Après une saison 1983 compliquée, marquée par les remontées historiques de Watson et Lauda, McLaren cherche à tout prix à remonter la pente pour retrouver plus souvent le chemin de la victoire. Le problème, c’est le moteur. Depuis 1968, l’écurie dispose du même V8 Ford-Cosworth, devenu cher à la marque depuis le titre de 1974, sans oublier les sacres de Fittipaldi et Hunt. Mais au début des années 80, la mode est au bloc turbocompressé surpuissant. Le petit V8 ne fait plus le poids face aux Renault, Ferrari ou BMW. L’obtention d’un nouveau moteur est donc obligatoire. Malgré l’urgence de la situation, Ron Dennis sait que son écurie sera bientôt la meilleure. La raison ? L’arrivée d’un tout nouveau bloc en Formule 1, exclusivement réservé à McLaren : le fameux TAG Porsche. Ce moteur V6 Turbo d’une cylindrée de 1,5L développe plus de 700cv à sa sortie officielle en 1983. Testé lors des quatres derniers meetings de la soirée, il ne put prouver son efficacité, aucune des MP4/1E ne rejoignant l’arrivée. Pour 1984, il s’agit de concevoir une toute nouvelle voiture faite sur-mesure pour le V6 allemand. La MP4/2 est née. Reprenant l’innovant concept de la coque en carbone de sa devancière, la nouvelle monture fut le fruit d’un long travail effectué dans une soufflerie ultra-moderne. Si à l’avant, le nez large est à nouveau de la partie, tout l’arrière est revu. Ainsi, la voiture prend une forme de bouteille à l’arrière où les pontons, les suspensions et le capot se rejoignant en un seul et même endroit. Plutôt légère, la bête a un énorme réservoir de 220 litres pour tenir la distance d’un grand-prix. Du côté visuel, la MP4/2 reprend la traditionnelle livrée rouge et blanche iconique en Formule 1. Pour mener à bien sa mission, McLaren fait appel à deux des meilleurs pilotes du moment : Niki Lauda et Alain Prost.

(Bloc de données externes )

use std::sync::Arc;

use anyhow::{bail, Context, Result};
use tokio::signal;

use ara_smart_messages::config::Settings;
use ara_smart_messages::notification::{create_renderer, Notificator, NotifyRequest, SmartMessage};
use ara_smart_messages::resilience::CancellationSource;
use ara_smart_messages::telemetry::init_tracing;
use ara_smart_messages::template::RenderContext;

const USAGE: &str = "usage:
  ara-smart-messages <destination> <namespace> <template_set> <block_id> [language] [role] [context-json]
  ara-smart-messages --text <destination> <text>";

#[tokio::main]
async fn main() -> Result<()> {
    // Load configuration
    let settings = Settings::new().context("failed to load configuration")?;
    init_tracing(&settings.logging)?;
    tracing::info!(transport = %settings.delivery.transport, "Configuration loaded");

    let args: Vec<String> = std::env::args().skip(1).collect();
    let (destination, request) = parse_args(&args)?;

    let renderer = Arc::new(create_renderer(&settings));
    let notificator = Notificator::for_destination(renderer, destination);

    // Ctrl+C abandons the send; no retry after that
    let cancel = CancellationSource::new();
    let cancel_signal = cancel.signal();
    tokio::spawn(async move {
        if signal::ctrl_c().await.is_ok() {
            tracing::info!("Received Ctrl+C, cancelling");
            cancel.cancel();
        }
    });

    let receipt = notificator
        .notify_message_cancellable(request, &cancel_signal)
        .await?;

    tracing::info!(
        destination = %receipt.destination,
        message_id = receipt.message_id,
        attempts = receipt.attempts,
        "Notification sent"
    );
    Ok(())
}

fn parse_args(args: &[String]) -> Result<(String, NotifyRequest)> {
    match args {
        [flag, destination, text] if flag == "--text" => {
            Ok((destination.clone(), NotifyRequest::text(text.clone())))
        }
        [destination, namespace, template_set, block_id, rest @ ..] if rest.len() <= 3 => {
            let mut message =
                SmartMessage::new(namespace.as_str(), template_set.as_str(), block_id.as_str());
            if let Some(language) = rest.first() {
                message = message.with_language(language.as_str());
            }
            if let Some(role) = rest.get(1) {
                message = message.with_role(role.as_str());
            }
            if let Some(raw) = rest.get(2) {
                let value: serde_json::Value =
                    serde_json::from_str(raw).context("context must be valid JSON")?;
                let context = RenderContext::from_value(value)
                    .context("context must be a JSON object")?;
                message = message.with_context(context);
            }
            Ok((destination.clone(), NotifyRequest::smart(message)))
        }
        _ => bail!("{}", USAGE),
    }
}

Avant le début de la saison, lors des premiers essais de la MP4/2, un premier enseignement est à tirer : la voiture est terriblement rapide. Problème, elle est si rapide que les freins semblent ne pas arrêter la monoplace. Après installation de freins carbones, les pilotes furent plus que satisfaits, s’annonçant comme les grands favoris de l’année. Ils ne s’y seront pas trompés. La première manche se dispute sur le très chaud tracé de Jacarepaguá et après de bonnes qualifications, le premier départ de l’année est donné. En dix tours, Lauda remonte jusqu’en première place tandis que pour Prost, un envol raté l’oblige à pousser un peu plus pour remonter. Mais après vingt-quatre tours de course, les deux McLaren sont en tête. C’est alors qu’un problème électrique toucha la monoplace de l’autrichien, le forçant à ralentir avant d’abandonner. Pour ne pas connaître les mêmes ennuis, son équipier baisse le rythme et assure la victoire, la première pour le nouveau TAG Porsche en Formule 1. Déçu de renoncer, Lauda applaudit la performance de Prost mais il comprend également que seul le français pourrait l’empêcher de récolter un troisième titre mondial. A Kyalami, la haute altitude permet de libérer la puissance des turbos. Moins rapides sur un tour, les MP4/2 attendent la course avec impatience pour exprimer tout leur potentiel. Mais avant que le départ ne soit donné, la monture de Prost refuse d’avancer. Le français est contraint de courir vers le mulet réglé pour Lauda avant de s’installer en fond de grille. Si les Brabham-BMW mènent la danse dès le début, la puissance du V6 Porsche combinée aux excellentes gommes Michelin renversent la tendance. En à peine deux boucles, l’autrichien se défait de Fabi puis de Piquet, tenant la tête tout comme au Brésil. Cette fois-ci, la mécanique tiendra. De son côté, le français remonte dans le classement et grâce aux nombreux abandons et arrêts aux stands, il parvient à retrouver le top 3, puis la deuxième place en seconde partie d’épreuve. Avec ce deuxième succès consécutif, la McLaren s’impose comme une machine incroyable laissant penser qu’aucun grand-prix ne lui échappera cette année-là. En plus des pneumatiques, le moteur allemand donne un net avantage à l’écurie anglaise, réduisant considérablement la consommation en essence de la monoplace.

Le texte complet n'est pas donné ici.